Bausteine des Gedenkens

Bettina Schack

Mahnsteine, Stolpersteine. So ist das in Dinslaken: Jahrelang passiert nichts, und dann werden innerhalb von nur einer Woche gleich zwei Konzepte zur Erinnerung an das jüdische Leben in Dinslaken vorgestellt. Ein unglückliches Konfliktpotenzial ausgerechnet bei einem derart wichtigen wie sensiblen Thema? Nur auf dem ersten Blick.

Da sind auf der einen Seite die Mahnsteine von Alfred Grimm. Plastiken aus Stein und Bronze. Sie erinnern an die jüdischen Mitbürger nicht als Opfer, sondern als aktive Teilhaber am Dinslakener Arbeits- und Geschäftsleben. Kleine Gedenkstätten vor ihren früheren Geschäften, die mit ihren jeweils zwei Sitzsteinen bewusst und ausdrücklich einladend sind – eine lebensnahe Ergänzung zum 18 Jahre alten Mahnmal, das den Betrachter mit der „Täterperspektive“ verstört.
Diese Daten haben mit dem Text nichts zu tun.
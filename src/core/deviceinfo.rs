// This Source Code Form is subject to the terms of the Mozilla Public
// License, v. 2.0. If a copy of the MPL was not distributed with this
// file, You can obtain one at http://mozilla.org/MPL/2.0/.

use std::fmt;

use crate::{
    core::{
        device::Device,
        dm_flags::DmFlags,
        dm_ioctl as dmi,
        types::{DmName, DmUuid},
        util::str_from_c_str,
    },
    result::{DmError, DmResult, ErrorEnum},
};

/// Contains information about the device, parsed from an ioctl
/// response header.
#[derive(Clone, Copy)]
pub struct DeviceInfo {
    hdr: dmi::Struct_dm_ioctl,
}

impl DeviceInfo {
    /// Wrap a response header, verifying that its name and UUID fields
    /// hold NUL-terminated UTF-8.
    pub(crate) fn new(hdr: dmi::Struct_dm_ioctl) -> DmResult<DeviceInfo> {
        if str_from_c_str(&hdr.name).is_none() || str_from_c_str(&hdr.uuid).is_none() {
            return Err(DmError::Dm(
                ErrorEnum::Invalid,
                "kernel response header holds an invalid name or UUID".into(),
            ));
        }
        Ok(DeviceInfo { hdr })
    }

    /// The major, minor, and patchlevel versions of devicemapper.
    pub fn version(&self) -> (u32, u32, u32) {
        (
            self.hdr.version[0],
            self.hdr.version[1],
            self.hdr.version[2],
        )
    }

    /// The number of times the device is currently open.
    pub fn open_count(&self) -> i32 {
        self.hdr.open_count
    }

    /// The last event number for the device.
    pub fn event_nr(&self) -> u32 {
        self.hdr.event_nr
    }

    /// The number of targets in the device's table.
    pub fn target_count(&self) -> u32 {
        self.hdr.target_count
    }

    /// The device's major and minor device numbers, as a Device, if
    /// the kernel reported any.
    pub fn device(&self) -> Option<Device> {
        if self.hdr.dev == 0 {
            None
        } else {
            Some(Device::from(self.hdr.dev))
        }
    }

    /// The device's name.
    pub fn name(&self) -> Option<&DmName> {
        // Validated in the constructor.
        let name = str_from_c_str(&self.hdr.name).expect("checked in new()");
        if name.is_empty() {
            None
        } else {
            Some(DmName::new(name).expect("checked in new()"))
        }
    }

    /// The device's UUID.
    pub fn uuid(&self) -> Option<&DmUuid> {
        let uuid = str_from_c_str(&self.hdr.uuid).expect("checked in new()");
        if uuid.is_empty() {
            None
        } else {
            Some(DmUuid::new(uuid).expect("checked in new()"))
        }
    }

    /// The flags returned from the device.
    pub fn flags(&self) -> DmFlags {
        DmFlags::from_bits_truncate(self.hdr.flags)
    }
}

impl fmt::Debug for DeviceInfo {
    fn fmt(&self, f: &mut fmt::Formatter<'_>) -> fmt::Result {
        f.debug_struct("DeviceInfo")
            .field("name", &self.name())
            .field("uuid", &self.uuid())
            .field("device", &self.device())
            .field("flags", &self.flags())
            .field("open_count", &self.open_count())
            .field("event_nr", &self.event_nr())
            .field("target_count", &self.target_count())
            .finish()
    }
}

/// A plain summary of a device's state, the response shape shared by
/// the kernel boundary and the registry.
#[derive(Debug, Clone, Copy, Default, PartialEq, Eq)]
pub struct DmInfo {
    /// The device exists.
    pub exists: bool,
    /// The device is suspended.
    pub suspended: bool,
    /// A live (active) table is present.
    pub live_table: bool,
    /// An inactive table is staged.
    pub inactive_table: bool,
    /// The device's open count, as last observed.
    pub open_count: i32,
    /// The device's event counter, as last observed.
    pub event_nr: u32,
    /// The device's major and minor numbers, once realised.
    pub device: Option<Device>,
    /// The device is read-only.
    pub read_only: bool,
    /// The number of targets in the live table.
    pub target_count: u32,
}

impl From<&DeviceInfo> for DmInfo {
    fn from(info: &DeviceInfo) -> DmInfo {
        let flags = info.flags();
        DmInfo {
            exists: true,
            suspended: flags.contains(DmFlags::DM_SUSPEND),
            live_table: flags.contains(DmFlags::DM_ACTIVE_PRESENT),
            inactive_table: flags.contains(DmFlags::DM_INACTIVE_PRESENT),
            open_count: info.open_count(),
            event_nr: info.event_nr(),
            device: info.device(),
            read_only: flags.contains(DmFlags::DM_READONLY),
            target_count: info.target_count(),
        }
    }
}

#[cfg(test)]
mod tests {
    use std::io::Read;

    use crate::core::util::mut_slice_from_c_str;

    use super::*;

    fn hdr_with_name(name: &str) -> dmi::Struct_dm_ioctl {
        let mut hdr = dmi::Struct_dm_ioctl::default();
        let _ = name.as_bytes().read(mut_slice_from_c_str(&mut hdr.name));
        hdr
    }

    #[test]
    fn test_name_and_uuid_parsing() {
        let info = DeviceInfo::new(hdr_with_name("pear")).unwrap();
        assert_eq!(info.name().unwrap().to_string(), "pear");
        assert_eq!(info.uuid(), None);
    }

    #[test]
    fn test_flags_mapped_into_plain_info() {
        let mut hdr = hdr_with_name("fig");
        hdr.flags = (DmFlags::DM_ACTIVE_PRESENT | DmFlags::DM_READONLY).bits();
        hdr.open_count = 2;
        hdr.event_nr = 9;
        hdr.dev = u64::from(Device {
            major: 253,
            minor: 1,
        });

        let info = DmInfo::from(&DeviceInfo::new(hdr).unwrap());
        assert!(info.exists);
        assert!(info.live_table);
        assert!(!info.inactive_table);
        assert!(info.read_only);
        assert_eq!(info.open_count, 2);
        assert_eq!(info.event_nr, 9);
        assert_eq!(
            info.device,
            Some(Device {
                major: 253,
                minor: 1
            })
        );
    }
}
Doch gerade in der Größe liegt die Einschränkung: nur eine Handvoll Mahnsteine wird es geben. Hier werden Gunter Demnigs deutschlandweit vertretene Stolpersteine wichtig: Sie können die umfassende Dokumentation auf Dinslakens Straßen gewährleisten, nicht nur für die jüdischen Mitbürger, sondern für alle Opfer der Nationalsozialisten. Mahnmal, Mahnsteine und Stolpersteine fügen sich so zu einem Gesamtkonzept zusammen. Und das kann Dinslaken in Sachen Aufarbeitung und Erinnerung vorbildlich werden lassen.